Thursday, July 06, 2006

State seeks credit for better air

Portland Press Herald
Seth Harkness
July 6, 2006

Air quality in coastal Maine has improved enough for the state to consider asking to have the region taken off a national list of places that exceed standards for ground-level ozone.

The Board of Environmental Protection will hold a public hearing today before deciding whether to formally ask the federal government to re-evaluate air quality in nine coastal counties long considered "non-attainment" zones for ozone, a component of smog. The BEP is expected to make a formal request later this summer.

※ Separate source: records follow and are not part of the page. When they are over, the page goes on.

//! Session store: the authenticated flag and the token behind it.

use std::sync::Arc;

use parking_lot::RwLock;
use tracing::{debug, error, info};

use crate::domain::entities::AuthToken;
use crate::domain::errors::StorageError;
use crate::domain::ports::TokenStoragePort;

/// Shared session state backed by a persisted token.
///
/// Cloning shares the same session; every screen and use case observes the
/// same flag.
#[derive(Clone)]
pub struct SessionStore {
    storage: Arc<dyn TokenStoragePort>,
    token: Arc<RwLock<Option<AuthToken>>>,
}

impl SessionStore {
    /// Creates an anonymous session over a token store.
    #[must_use]
    pub fn new(storage: Arc<dyn TokenStoragePort>) -> Self {
        Self {
            storage,
            token: Arc::new(RwLock::new(None)),
        }
    }

    /// Returns whether a session token is held.
    #[must_use]
    pub fn is_authenticated(&self) -> bool {
        self.token.read().is_some()
    }

    /// Returns the current token, if any.
    #[must_use]
    pub fn token(&self) -> Option<AuthToken> {
        self.token.read().clone()
    }

    /// Takes a token without persisting it, e.g. one restored at startup.
    pub fn adopt(&self, token: AuthToken) {
        debug!(token = %token, "Adopting session token");
        *self.token.write() = Some(token);
    }

    /// Persists a freshly issued token and marks the session authenticated.
    ///
    /// A storage failure is logged and the session still becomes
    /// authenticated for this run. Returns whether the token was persisted.
    pub async fn establish(&self, token: AuthToken) -> bool {
        let persisted = match self.storage.store_token(&token).await {
            Ok(()) => {
                info!("Session token persisted");
                true
            }
            Err(e) => {
                error!(error = %e, "Failed to persist session token");
                false
            }
        };

        *self.token.write() = Some(token);
        persisted
    }

    /// Ends the session. The in-memory flag is cleared even when the stored
    /// token cannot be deleted.
    ///
    /// # Errors
    /// Returns error if the persisted token cannot be deleted.
    pub async fn end(&self) -> Result<(), StorageError> {
        self.token.write().take();
        self.storage.delete_token().await
    }

    /// Reads the persisted token.
    ///
    /// # Errors
    /// Returns error if the token store cannot be read.
    pub async fn stored_token(&self) -> Result<Option<AuthToken>, StorageError> {
        self.storage.get_token().await
    }
}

State and federal pollution-cutting measures since the early 1990s have not eliminated pollution, but have improved air quality enough so that the region from Kittery to Winter Harbor no longer belongs on the list, said Jeff Crawford, an environmental specialist with the Department of Environmental Protection.

Crawford said pollution control efforts include tighter emission controls on vehicles and power plants, which have reduced pollution generated in Maine and that blown in from other states.

Crawford said removing Maine counties from the federal list is a "technical matter" that does not mean the problem is solved. But he said it would help affirm the state and federal actions that have helped clean up Maine's air.

"It's a celebration of success," he said. "It's proof that the controls work."

While they applaud the improvements in Maine's air quality, representatives from environmental and public health groups said meeting federal standards is not enough. Recent studies suggest that ozone levels far below federal standards can be hazardous, said Ed Miller, chief executive officer of the American Lung Association of Maine.

"In no way should this be interpreted as saying the air there is healthy," he said. "There is no healthy level."

Ground-level ozone is a pollutant created when industrial and vehicular emissions containing volatile organic compounds undergo a chemical reaction in the presence of sunlight.

Exposure to ozone can make people more susceptible to respiratory infection and harm people, especially children and the elderly, with asthma or other breathing ailments.

High ozone levels during the summer months have been a concern in regions of coastal Maine since the 1970s. The state already has issued ozone warnings for towns along southern and midcoast Maine several times this summer. Even if the redesignation occurs, Crawford said the warnings are certain to continue.

The federal ozone standard is set at 84 parts per billion, with readings measured over an eight-hour period. Since the readings also are averaged over three years, there may be days of high ozone concentrations even in a region that meets the standard.

To be removed from the federal list, county data would have to show that the three-year average for the fourth worst eight-hour period falls below the federal minimum.

Dylan Voorhees of the Natural Resource Council of Maine said he believes the federal standard is a misleading benchmark. Even with every region in Maine on the verge of meeting this standard, he said there is still an ozone advisory somewhere in the state 20 percent of the time.

"That's obviously not clean enough air," he said.

Rather than focusing on ozone levels and federal standards, Voorhees said he would like to see public attention turn toward conservation and minimizing the causes of high ozone levels.

"I think the big picture is that ozone and particulate matter are forms of fossil fuel consumption," he said.

The BEP invites comments from the public on the redesignation proposal today at 9:30 a.m. at the Holiday Inn near the Augusta Civic Center.